The Nobel Committee maintains it doesn’t pay attention to current events when picking a winner, but an award to growth theory would be closely watched as the world debates how to revive the economy in the face of large public spending cuts.

Romer, a former senior fellow at Stanford University now at New York University, has been hot "for a couple of decades," said Uppsala University economics professor Daniel Waldenstrom. That is one of the unspoken criteria to win the prize because it typically takes that much time to evaluate if results are sustainable.

"His research is focused on powers within technology and development that drive growth, that had previously been overlooked," Waldenstrom told The Associated Press. "He has showed that it is actually significant for long-term growth and has changed our view of what drives growth."

Romer has constructed mathematical models showing how technological advances are the result of specific decisions to invest in research and development. Later, he advanced his ideas, concluding that to make real progress, societies must also keep implementing better rules that structure how people work together.

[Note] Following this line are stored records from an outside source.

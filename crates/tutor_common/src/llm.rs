//! LLM Client Abstraction
//!
//! Generic interface for the text-generation backend. The real client
//! speaks the Anthropic messages API over blocking HTTP; a fake client with
//! scripted responses backs the tests. Everything above this layer deals in
//! plain strings - transport, auth and token limits stop here.

use serde::{Deserialize, Serialize};
use std::time::Duration;

use crate::conversation::ConversationHistory;

const ANTHROPIC_VERSION: &str = "2023-06-01";

/// LLM backend configuration.
#[derive(Debug, Clone, Serialize, Deserialize)]
pub struct LlmConfig {
    pub endpoint: String,
    pub model: String,
    pub api_key: String,
    pub max_tokens: u32,
    pub timeout_secs: u64,
}

impl Default for LlmConfig {
    fn default() -> Self {
        Self {
            endpoint: "https://api.anthropic.com".to_string(),
            model: "claude-sonnet-4-5".to_string(),
            api_key: String::new(),
            max_tokens: 4096,
            timeout_secs: 120,
        }
    }
}

/// LLM errors
#[derive(Debug, Clone, thiserror::Error)]
pub enum LlmError {
    #[error("API key is not configured")]
    MissingApiKey,

    #[error("HTTP error: {0}")]
    Http(String),

    #[error("API returned status {status}: {message}")]
    Api { status: u16, message: String },

    #[error("Request timeout after {0} seconds")]
    Timeout(u64),

    #[error("Model returned an empty response")]
    EmptyResponse,
}

/// Generic text-generation client.
pub trait LlmClient {
    /// Send `prompt` as the next user turn after `history` and return the
    /// model's text. The caller owns history bookkeeping.
    fn generate(&self, prompt: &str, history: &ConversationHistory) -> Result<String, LlmError>;
}

/// Real client for the Anthropic messages endpoint.
pub struct AnthropicClient {
    config: LlmConfig,
    client: reqwest::blocking::Client,
}

#[derive(Serialize)]
struct WireMessage<'a> {
    role: &'a str,
    content: &'a str,
}

impl AnthropicClient {
    pub fn new(config: LlmConfig) -> Result<Self, LlmError> {
        if config.api_key.trim().is_empty() {
            return Err(LlmError::MissingApiKey);
        }

        let client = reqwest::blocking::Client::builder()
            .timeout(Duration::from_secs(config.timeout_secs))
            .build()
            .map_err(|e| LlmError::Http(format!("Failed to create HTTP client: {e}")))?;

        Ok(Self { config, client })
    }

    pub fn model(&self) -> &str {
        &self.config.model
    }
}

impl LlmClient for AnthropicClient {
    fn generate(&self, prompt: &str, history: &ConversationHistory) -> Result<String, LlmError> {
        let url = format!("{}/v1/messages", self.config.endpoint);

        let mut messages: Vec<WireMessage> = history
            .iter()
            .map(|m| WireMessage {
                role: match m.role {
                    crate::conversation::Role::User => "user",
                    crate::conversation::Role::Assistant => "assistant",
                },
                content: &m.content,
            })
            .collect();
        messages.push(WireMessage {
            role: "user",
            content: prompt,
        });

        let request_body = serde_json::json!({
            "model": self.config.model,
            "max_tokens": self.config.max_tokens,
            "messages": messages,
        });

        tracing::debug!(model = %self.config.model, turns = messages.len(), "calling model");

        let response = self
            .client
            .post(&url)
            .header("x-api-key", &self.config.api_key)
            .header("anthropic-version", ANTHROPIC_VERSION)
            .json(&request_body)
            .send()
            .map_err(|e| {
                if e.is_timeout() {
                    LlmError::Timeout(self.config.timeout_secs)
                } else {
                    LlmError::Http(format!("Request failed: {e}"))
                }
            })?;

        let status = response.status();
        if !status.is_success() {
            let message = response.text().unwrap_or_default();
            return Err(LlmError::Api {
                status: status.as_u16(),
                message,
            });
        }

        let response_json: serde_json::Value = response
            .json()
            .map_err(|e| LlmError::Http(format!("Failed to parse response: {e}")))?;

        let text = response_json
            .get("content")
            .and_then(|v| v.get(0))
            .and_then(|v| v.get("text"))
            .and_then(|v| v.as_str())
            .ok_or(LlmError::EmptyResponse)?;

        if text.trim().is_empty() {
            return Err(LlmError::EmptyResponse);
        }

        Ok(text.to_string())
    }
}

/// Fake client for tests: returns scripted responses in order, repeating
/// the last one when only a single response is scripted.
pub struct FakeLlmClient {
    responses: std::sync::Mutex<Vec<Result<String, LlmError>>>,
    call_count: std::sync::Mutex<usize>,
}

impl FakeLlmClient {
    pub fn new(responses: Vec<Result<String, LlmError>>) -> Self {
        Self {
            responses: std::sync::Mutex::new(responses),
            call_count: std::sync::Mutex::new(0),
        }
    }

    /// Client that always returns the same text.
    pub fn always(text: &str) -> Self {
        Self::new(vec![Ok(text.to_string())])
    }

    /// Client that always returns an error.
    pub fn always_error(error: LlmError) -> Self {
        Self::new(vec![Err(error)])
    }

    pub fn call_count(&self) -> usize {
        *self.call_count.lock().unwrap()
    }
}

impl LlmClient for FakeLlmClient {
    fn generate(&self, _prompt: &str, _history: &ConversationHistory) -> Result<String, LlmError> {
        let mut count = self.call_count.lock().unwrap();
        *count += 1;

        let mut responses = self.responses.lock().unwrap();
        if responses.is_empty() {
            return Err(LlmError::EmptyResponse);
        }

        if responses.len() == 1 {
            responses[0].clone()
        } else {
            responses.remove(0)
        }
    }
}

#[cfg(test)]
mod tests {
    use super::*;

    #[test]
    fn test_config_default() {
        let config = LlmConfig::default();
        assert_eq!(config.endpoint, "https://api.anthropic.com");
        assert_eq!(config.max_tokens, 4096);
        assert!(config.api_key.is_empty());
    }

    #[test]
    fn test_client_requires_api_key() {
        let result = AnthropicClient::new(LlmConfig::default());
        assert!(matches!(result, Err(LlmError::MissingApiKey)));
    }

    #[test]
    fn test_fake_client_repeats_single_response() {
        let client = FakeLlmClient::always("hello");
        let history = ConversationHistory::new();

        assert_eq!(client.generate("p", &history).unwrap(), "hello");
        assert_eq!(client.generate("p", &history).unwrap(), "hello");
        assert_eq!(client.call_count(), 2);
    }

    #[test]
    fn test_fake_client_plays_responses_in_order() {
        let client = FakeLlmClient::new(vec![
            Ok("one".to_string()),
            Ok("two".to_string()),
            Err(LlmError::Timeout(30)),
        ]);
        let history = ConversationHistory::new();

        assert_eq!(client.generate("", &history).unwrap(), "one");
        assert_eq!(client.generate("", &history).unwrap(), "two");
        assert!(client.generate("", &history).is_err());
        assert_eq!(client.call_count(), 3);
    }
}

He could share the prize with growth theory pioneer Barro, a professor of economics at Harvard University, who has specifically looked at the links between innovation, public investment and growth.

Hubert Fromlet, a professor in International Economics at the Jonkoping International Business School and Linnaeus University in Sweden, put Barro among his top-five candidates for the prize.

Fromlet correctly predicted that American economist Dale Mortensen would win the award last year for his work, together with fellow prize winners Peter Diamond and Christopher Pissarides on developing a theory that helps explain why many people can remain unemployed despite a large number of job vacancies.

"You have to look at research areas: What areas haven’t been awarded in a while?" Fromlet said. "Most often a certain research area is awarded, but sometimes lifetime achievements can also be awarded."

The economics prize is not among the original awards established by Swedish industrialist Alfred Nobel in his 1895 will, but was created in 1968 by the Swedish central bank in his memory.

Fromlet said other hot candidates for this year’s award include: the India-born game theorist Avinash Dixit; French professor Jean Tirole, for work within industrial organization and other fields; as well as MIT professor Jerry A. Hausman, who created a method that allows scientists to evaluate their statistical models.

Also mentioned are Douglas Diamond of the University of Chicago, for his analysis of financial crises, or American professors Anne Krueger and Gordon Tullock for their description of a behavior they called rent-seeking, which refers to actions to manipulate an environment for personal gains without contributing to productivity.

Another potential candidate is American professor Martin S. Feldstein for his work on macroeconomics and public finance, including research on public pension systems.

Since the economy prize was first awarded in 1969, more than 40 Americans have received it.

Last week, Bruce Beutler of the U.S. and Frenchman Jules Hoffmann won medicine prize for their research on innate immunity, when receptor proteins that recognize bacteria and other microorganisms as they enter the body activate the first line of defense in the immune system.

They shared it with Canadian-born Ralph Steinman, who died three days before the announcement, and who was honored for his discovery of the dendritic cell and its role in adaptive immunity.

U.S.-born scientists Saul Perlmutter, Brian Schmidt and Adam Riess won the physics prize for discovering that the universe is expanding at an accelerating pace, while Israeli scientist Dan Shechtman won the chemistry award for his discovery of quasicrystals, a mosaic-like chemical structure that researchers previously thought was impossible.

Acclaimed Swedish poet Tomas Transtromer won the literature prize and Liberian President Ellen Johnson Sirleaf, Liberian activist Leymah Gbowee and Tawakkul Karman of Yemen shared the Nobel Peace Prize "for their nonviolent struggle for the safety of women and for women’s rights to full participation in peace-building work".

The awards are always handed out on Dec. 10, the anniversary of Nobel’s death in 1896.